■ **What to produce**:
The answer should be a number alone: the count of lines in the listing below that include "index".
==========
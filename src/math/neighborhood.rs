//! Neighbor sets and deterministic k-smallest selection.
//!
//! ## Purpose
//!
//! This module holds the result type of a nearest-neighbor query and the
//! selection routine that picks the k closest candidates.
//!
//! ## Design notes
//!
//! * **Exhaustive**: Every reference point is a candidate; there is no spatial
//!   index. Selection is a partial quickselect followed by a sort of the
//!   selected prefix.
//! * **Total order**: Candidates compare by (distance, original index), so
//!   ties at equal distance resolve to the earlier row.
//!
//! ## Invariants
//!
//! * A neighbor set is sorted ascending by (distance, index) and contains no
//!   index twice.
//! * The k-neighbor set of a query is a prefix of its (k+1)-neighbor set.
//!
//! ## Non-goals
//!
//! * This module does not support approximate or sublinear search.

use core::cmp::Ordering::{self, Equal};
use num_traits::Float;

// ============================================================================
// Neighbor Types
// ============================================================================

/// One reference observation and its distance to the query.
#[derive(Debug, Clone, Copy, PartialEq)]
pub struct Neighbor<T> {
    /// Row of the neighbor in the reference dataset.
    pub index: usize,
    /// Distance from the query point.
    pub distance: T,
}

impl<T: Float> Neighbor<T> {
    /// Ordering by distance, then by original index.
    #[inline]
    pub fn cmp_by_distance(&self, other: &Self) -> Ordering {
        self.distance
            .partial_cmp(&other.distance)
            .unwrap_or(Equal)
            .then(self.index.cmp(&other.index))
    }
}

/// The k nearest reference observations to a query, ascending by distance.
#[derive(Debug, Clone, PartialEq)]
pub struct NeighborSet<T> {
    neighbors: Vec<Neighbor<T>>,
}

impl<T: Float> NeighborSet<T> {
    /// Select the `k` smallest candidates.
    ///
    /// Keeps all candidates when `k >= candidates.len()`.
    pub fn select(mut candidates: Vec<Neighbor<T>>, k: usize) -> Self {
        if k == 0 {
            candidates.clear();
        } else if k < candidates.len() {
            candidates.select_nth_unstable_by(k - 1, Neighbor::cmp_by_distance);
            candidates.truncate(k);
        }
        candidates.sort_unstable_by(Neighbor::cmp_by_distance);
        Self {
            neighbors: candidates,
        }
    }

    /// Number of neighbors.
    #[inline]
    pub fn len(&self) -> usize {
        self.neighbors.len()
    }

    /// True if the set holds no neighbors.
    #[inline]
    pub fn is_empty(&self) -> bool {
        self.neighbors.is_empty()
    }

    /// Neighbors in ascending distance order.
    pub fn as_slice(&self) -> &[Neighbor<T>] {
        &self.neighbors
    }

    /// Iterate over neighbors in ascending distance order.
    pub fn iter(&self) -> impl Iterator<Item = &Neighbor<T>> + '_ {
        self.neighbors.iter()
    }

    /// Reference rows of the neighbors.
    pub fn indices(&self) -> Vec<usize> {
        self.neighbors.iter().map(|n| n.index).collect()
    }

    /// Distances of the neighbors.
    pub fn distances(&self) -> Vec<T> {
        self.neighbors.iter().map(|n| n.distance).collect()
    }

    /// Distance of the farthest neighbor, or zero when empty.
    pub fn max_distance(&self) -> T {
        self.neighbors
            .last()
            .map(|n| n.distance)
            .unwrap_or_else(T::zero)
    }

    /// The first `k` neighbors and the distance of the `(k+1)`-th, if any.
    pub fn split_at_k(&self, k: usize) -> (&[Neighbor<T>], Option<T>) {
        let k = k.min(self.neighbors.len());
        let bandwidth = self.neighbors.get(k).map(|n| n.distance);
        (&self.neighbors[..k], bandwidth)
    }
}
==========
■ **Answer box**:
8